[m-dev.] Re: pragma fact_table
Fergus Henderson
fjh at cs.mu.oz.au
Wed Feb 26 19:31:26 AEDT 1997
Zoltan Somogyi, you wrote:
>
> Before /home/staff running out space truncated my mail, I wrote:
>
> > > +% Create a non-negative integer hash value for a float.
> > > +
> > > +:- pred float__hash(float, int).
> > > +:- mode float__hash(in, out) is det.
> >
> > Delete "non-negative".
> > If the user wants a non-negative hash value, they can use int__abs.
>
> I think David's approach is significantly less error prone, and
I think the main reason David's approach is less error prone is that
`mod' in Mercury computes remainder rather than modulus.
The documentation for mod says "modulus (or is it remainder?)".
The implementation calls "%". The behaviour of "%" is not specified
by the current C standard, but on the machines we have ported
to it computes remainder, and the next C standard is going to mandate
this.
So I think we should fix our implementation of `mod',
add `rem', and clearly document them both.

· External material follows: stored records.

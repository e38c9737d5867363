//! django-completions - completion data generator for Django projects
//!
//! This library scans a Django installation and project sources as text and
//! produces a grouped completion stream for editor plugins: setting names
//! (with their documentation), QuerySet methods, template tags and template
//! filters, including those contributed by installed third-party apps.
//!
//! # Core Concepts
//!
//! - **Context resolution**: the editor supplies the project's `manage.py`
//!   through an environment variable; the settings module and its files are
//!   resolved from it. Without a project, framework defaults still emit.
//! - **Extraction**: settings, queryset members and template libraries are
//!   scraped from Python source text. Nothing is ever executed.
//! - **Discovery**: installed template libraries are found either through
//!   the project's `INSTALLED_APPS` or by walking for `templatetags/`
//!   packages, whichever the project supports.
//! - **Emission**: each group is written as a `@@group` header followed by
//!   `##word` entries with single-line documentation, ending in a bare
//!   `##` terminator.
//!
//! # Example Usage
//!
//! ```no_run
//! use django_completions::{pipeline, Config};
//! use django_completions::fs::RealFileSystem;
//!
//! let config = Config::from_env();
//! let fs = RealFileSystem::new();
//! let stdout = std::io::stdout();
//! pipeline::run(&fs, &config, stdout.lock()).ok();
//! ```

pub mod cli;
pub mod config;
pub mod discovery;
pub mod emit;
pub mod extract;
pub mod fs;
pub mod pipeline;
pub mod runtime;
pub mod util;

// Re-export key types for convenient access
pub use config::Config;
pub use emit::Emitter;
pub use extract::{QuerySetMember, SettingDoc, TemplateLibrary, TemplateSymbol};
pub use runtime::{DjangoInstall, ProjectContext};

/// Library version
pub const VERSION: &str = env!("CARGO_PKG_VERSION");

/// Library name
pub const NAME: &str = env!("CARGO_PKG_NAME");

#[cfg(test)]
mod tests {
    use super::*;

    #[test]
    fn test_version_exists() {
        assert!(!VERSION.is_empty());
    }

    #[test]
    fn test_name() {
        assert_eq!(NAME, "django-completions");
    }
}
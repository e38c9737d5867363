//! Settings extractor
//!
//! Scans settings files for uppercase top-level assignments, capturing the
//! immediately preceding `# ` comment block as documentation.

use crate::fs::FileSystem;
use regex::Regex;
use std::collections::HashSet;
use std::path::Path;
use tracing::debug;

/// One documented setting parsed from configuration source
#[derive(Debug, Clone, PartialEq, Eq)]
pub struct SettingDoc {
    pub name: String,
    pub doc: String,
}

/// Scan one settings file.
///
/// `seen` spans all files of a run; a name already seen is dropped, so the
/// first file to define a setting keeps its documentation. An unreadable
/// file contributes nothing.
pub fn scan_file<F: FileSystem>(
    fs: &F,
    path: &Path,
    seen: &mut HashSet<String>,
) -> Vec<SettingDoc> {
    let content = match fs.read_to_string(path) {
        Ok(content) => content,
        Err(_) => {
            debug!(file = %path.display(), "settings file not readable, skipping");
            return Vec::new();
        }
    };
    scan_source(&content, seen)
}

/// Scan settings source text for assignments.
pub fn scan_source(source: &str, seen: &mut HashSet<String>) -> Vec<SettingDoc> {
    let re = Regex::new(r"(?m)^((?:[ \t]*# .+\n)*)([0-9A-Z_]+) =").expect("valid regex");

    let mut settings = Vec::new();
    for caps in re.captures_iter(source) {
        let name = caps[2].to_string();
        if !seen.insert(name.clone()) {
            continue;
        }
        let doc = caps
            .get(1)
            .map(|block| normalize_comment_block(block.as_str()))
            .unwrap_or_default();
        settings.push(SettingDoc { name, doc });
    }
    settings
}

/// Strip `# ` framing from each comment line and join with real newlines.
/// The emitter escapes the newlines later.
fn normalize_comment_block(block: &str) -> String {
    block
        .lines()
        .map(|line| line.trim_matches(|c: char| c == '#' || c == ' '))
        .collect::<Vec<_>>()
        .join("\n")
        .trim()
        .to_string()
}
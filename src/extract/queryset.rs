//! Query-method extractor
//!
//! Enumerates the members of the `QuerySet` class body in
//! `django/db/models/query.py`. Methods carry a call signature and their
//! docstring; properties and class-level assignments are plain attributes.
//! Members are sorted by name, matching the order the completion consumer
//! has always received.

use crate::extract::pysrc;
use crate::fs::FileSystem;
use std::collections::btree_map::Entry;
use std::collections::BTreeMap;
use std::path::Path;
use tracing::debug;

/// One introspected member of the queryset base type
#[derive(Debug, Clone, PartialEq, Eq)]
pub enum QuerySetMember {
    /// Callable member, completed with its signature
    Method { signature: String, doc: String },
    /// Non-callable member, completed as a bare name
    Attribute { name: String },
}

impl QuerySetMember {
    pub fn name(&self) -> &str {
        match self {
            QuerySetMember::Method { signature, .. } => {
                signature.split('(').next().unwrap_or(signature)
            }
            QuerySetMember::Attribute { name } => name,
        }
    }
}

/// Scan the queryset source file. Unreadable source yields no members.
pub fn scan_file<F: FileSystem>(fs: &F, path: &Path) -> Vec<QuerySetMember> {
    let source = match fs.read_to_string(path) {
        Ok(source) => source,
        Err(_) => {
            debug!(file = %path.display(), "queryset source not readable, skipping");
            return Vec::new();
        }
    };
    scan_source(&source, "QuerySet")
}

/// Scan `source` for the body of `class <class_name>` and collect its
/// members, sorted by name with the first definition winning.
pub fn scan_source(source: &str, class_name: &str) -> Vec<QuerySetMember> {
    let lines: Vec<&str> = source.lines().collect();
    let Some(body) = class_body(&lines, class_name) else {
        debug!(class = class_name, "class not found in queryset source");
        return Vec::new();
    };

    let mut members: BTreeMap<String, QuerySetMember> = BTreeMap::new();
    let mut property_pending = false;
    let mut idx = body.start;
    while idx < body.end {
        let line = lines[idx];
        let trimmed = line.trim_start();
        if trimmed.is_empty() {
            idx += 1;
            continue;
        }
        let indent = line.len() - trimmed.len();
        if indent != 4 {
            // Inside a method body or a nested suite
            idx += 1;
            continue;
        }

        if trimmed.starts_with('@') {
            property_pending |= trimmed.contains("property");
            idx += 1;
            continue;
        }

        if trimmed.starts_with("def ") || trimmed.starts_with("async def ") {
            if let Some(sig) = pysrc::parse_def(&lines, idx) {
                if !sig.name.starts_with("__") {
                    let member = if property_pending {
                        QuerySetMember::Attribute {
                            name: sig.name.clone(),
                        }
                    } else {
                        QuerySetMember::Method {
                            signature: format!("{}({})", sig.name, sig.params),
                            doc: pysrc::docstring_after(&lines, sig.end_line),
                        }
                    };
                    insert_first(&mut members, sig.name, member);
                }
                idx = sig.end_line + 1;
            } else {
                idx += 1;
            }
            property_pending = false;
            continue;
        }

        property_pending = false;
        if let Some(name) = assignment_target(trimmed) {
            if !name.starts_with("__") {
                insert_first(
                    &mut members,
                    name.to_string(),
                    QuerySetMember::Attribute {
                        name: name.to_string(),
                    },
                );
            }
        }
        idx += 1;
    }

    members.into_values().collect()
}

fn insert_first(members: &mut BTreeMap<String, QuerySetMember>, name: String, member: QuerySetMember) {
    if let Entry::Vacant(slot) = members.entry(name) {
        slot.insert(member);
    }
}

struct BodyRange {
    start: usize,
    end: usize,
}

/// Locate the body of a top-level `class <name>` declaration.
fn class_body(lines: &[&str], class_name: &str) -> Option<BodyRange> {
    let header = lines.iter().position(|line| {
        line.strip_prefix("class ")
            .and_then(|rest| rest.strip_prefix(class_name))
            .is_some_and(|after| after.starts_with('(') || after.starts_with(':'))
    })?;

    let start = header + 1;
    let mut end = start;
    while end < lines.len() {
        let line = lines[end];
        let trimmed = line.trim_start();
        // Comments and blank lines never terminate the suite
        if !trimmed.is_empty() && !trimmed.starts_with('#') && line.len() == trimmed.len() {
            break;
        }
        end += 1;
    }
    Some(BodyRange { start, end })
}

/// The left-hand identifier of a class-level assignment, if the line is one.
fn assignment_target(trimmed: &str) -> Option<&str> {
    let split = trimmed.find('=')?;
    let (lhs, rhs) = trimmed.split_at(split);
    if rhs.starts_with("==") {
        return None;
    }
    // Allow `name = value` and annotated `name: Type = value`
    let lhs = lhs.split(':').next()?.trim();
    let valid = !lhs.is_empty()
        && lhs
            .chars()
            .all(|c| c.is_ascii_alphanumeric() || c == '_')
        && !lhs.chars().next().is_some_and(|c| c.is_ascii_digit());
    valid.then_some(lhs)
}
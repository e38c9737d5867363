//! In-memory file system for unit tests

use super::{DirEntry, FileSystem, FileType};
use anyhow::{anyhow, Result};
use std::collections::BTreeMap;
use std::path::{Path, PathBuf};
use std::sync::Mutex;

/// In-memory file system. Directories exist implicitly as ancestors of
/// added files.
#[derive(Debug, Default)]
pub struct MockFileSystem {
    files: Mutex<BTreeMap<PathBuf, String>>,
}

impl MockFileSystem {
    pub fn new() -> Self {
        Self::default()
    }

    /// Register a file with the given contents
    pub fn add_file(&self, path: impl AsRef<Path>, content: impl Into<String>) {
        self.files
            .lock()
            .expect("mock fs lock")
            .insert(path.as_ref().to_path_buf(), content.into());
    }

    fn is_ancestor(&self, path: &Path) -> bool {
        let files = self.files.lock().expect("mock fs lock");
        files
            .keys()
            .any(|p| p != path && p.starts_with(path))
    }
}

impl FileSystem for MockFileSystem {
    fn exists(&self, path: &Path) -> bool {
        self.is_file(path) || self.is_dir(path)
    }

    fn is_dir(&self, path: &Path) -> bool {
        !self.is_file(path) && self.is_ancestor(path)
    }

    fn is_file(&self, path: &Path) -> bool {
        self.files.lock().expect("mock fs lock").contains_key(path)
    }

    fn read_to_string(&self, path: &Path) -> Result<String> {
        self.files
            .lock()
            .expect("mock fs lock")
            .get(path)
            .cloned()
            .ok_or_else(|| anyhow!("no such file: {}", path.display()))
    }

    fn read_dir(&self, path: &Path) -> Result<Vec<DirEntry>> {
        if !self.is_dir(path) {
            return Err(anyhow!("no such directory: {}", path.display()));
        }
        let files = self.files.lock().expect("mock fs lock");
        let mut children: BTreeMap<String, FileType> = BTreeMap::new();
        for file in files.keys() {
            if let Ok(rest) = file.strip_prefix(path) {
                let mut components = rest.components();
                if let Some(first) = components.next() {
                    let name = first.as_os_str().to_string_lossy().into_owned();
                    let kind = if components.next().is_some() {
                        FileType::Directory
                    } else {
                        FileType::File
                    };
                    children.entry(name).or_insert(kind);
                }
            }
        }
        Ok(children
            .into_iter()
            .map(|(name, file_type)| DirEntry {
                path: path.join(&name),
                name,
                file_type,
            })
            .collect())
    }
}
//! Package-walk discovery strategy (legacy fallback)

use super::{scan_package, TemplateLibraryDiscovery};
use crate::extract::TemplateLibrary;
use crate::fs::FileSystem;
use std::path::{Path, PathBuf};

/// Maximum directory depth below the project root
const MAX_DEPTH: usize = 8;

/// Walks the project tree for `templatetags/` packages when the settings
/// cannot tell us which apps are installed. Directories are visited in
/// sorted order so the resulting library order is stable.
pub struct PackageWalkDiscovery<'a, F: FileSystem> {
    fs: &'a F,
    root: PathBuf,
}

impl<'a, F: FileSystem> PackageWalkDiscovery<'a, F> {
    pub fn new(fs: &'a F, root: PathBuf) -> Self {
        Self { fs, root }
    }

    fn walk(&self, dir: &Path, depth: usize, libraries: &mut Vec<TemplateLibrary>) {
        if depth > MAX_DEPTH {
            return;
        }
        let entries = match self.fs.read_dir(dir) {
            Ok(entries) => entries,
            Err(_) => return,
        };

        for entry in entries {
            if !entry.is_dir() || entry.file_name().starts_with('.') {
                continue;
            }
            if entry.file_name() == "templatetags" {
                if self.fs.is_file(&entry.path().join("__init__.py")) {
                    let prefix = self.package_prefix(entry.path());
                    libraries.extend(scan_package(self.fs, &prefix, entry.path()));
                }
                continue;
            }
            self.walk(entry.path(), depth + 1, libraries);
        }
    }

    /// Dotted module prefix of a `templatetags` directory relative to the
    /// walk root.
    fn package_prefix(&self, dir: &Path) -> String {
        dir.strip_prefix(&self.root)
            .map(|rel| {
                rel.components()
                    .map(|c| c.as_os_str().to_string_lossy().into_owned())
                    .collect::<Vec<_>>()
                    .join(".")
            })
            .unwrap_or_else(|_| "templatetags".to_string())
    }
}

impl<F: FileSystem> TemplateLibraryDiscovery for PackageWalkDiscovery<'_, F> {
    fn libraries(&self) -> Vec<TemplateLibrary> {
        let mut libraries = Vec::new();
        self.walk(&self.root, 0, &mut libraries);
        libraries
    }
}
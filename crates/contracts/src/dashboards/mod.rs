pub mod d400_weekly_performance;
pub mod d401_gross_margin;
use super::model;
use contracts::domain::a001_store::aggregate::StoreDto;
use leptos::prelude::*;

/// ViewModel for the store add form
#[derive(Clone, Copy)]
pub struct StoreDetailsViewModel {
    pub form: RwSignal<StoreDto>,
    pub error: RwSignal<Option<String>>,
}

impl StoreDetailsViewModel {
    pub fn new() -> Self {
        Self {
            form: RwSignal::new(StoreDto::default()),
            error: RwSignal::new(None),
        }
    }

    pub fn is_form_valid(&self) -> impl Fn() -> bool {
        let form = self.form;
        move || form.get().is_complete()
    }

    /// Persist the form. On success the form resets and `on_saved` runs.
    pub fn save_command(&self, on_saved: Callback<()>) {
        let dto = self.form.get();
        match model::insert(&dto) {
            Ok(()) => {
                self.form.set(StoreDto::default());
                self.error.set(None);
                on_saved.run(());
            }
            Err(e) => self.error.set(Some(e)),
        }
    }
}
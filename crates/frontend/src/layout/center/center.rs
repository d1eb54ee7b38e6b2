use leptos::prelude::*;

#[component]
pub fn Center(children: ChildrenFn) -> impl IntoView {
    view! {
        <div class="app-center">
            {children()}
        </div>
    }
}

> I don't know of any situation in which negative hash values are useful.
If you are hashing on N floats, then it is slightly more efficient to
just grab the bits, xor them all together, and then at the very end
take the modulus (that totals N xors, one remainder, and one absolute
value) rather than taking N absolute values, and xoring them all together
(that totals N xors, one remainder, and N absolute values).
Also to me it makes more sense concepually this way: a hash value is
just a set of pseudo-random bits -- why should the sign bit always be zero?
Discarding the sign bit may also give you a slightly hash function
(especially if the sign bit for floats is at the same position as the
sign bit for ints -- then `-2.0' and `2.0' would hash to the same value.)
I think that if we fix `mod', then David's approach shouldn't be less
error-prone.
--
Fergus Henderson <fjh at cs.mu.oz.au> | "I have always known that the pursuit
WWW: <http://www.cs.mu.oz.au/~fjh> | of excellence is a lethal habit"
PGP: finger fjh at 128.250.37.3 | -- the last words of T. S. Garp.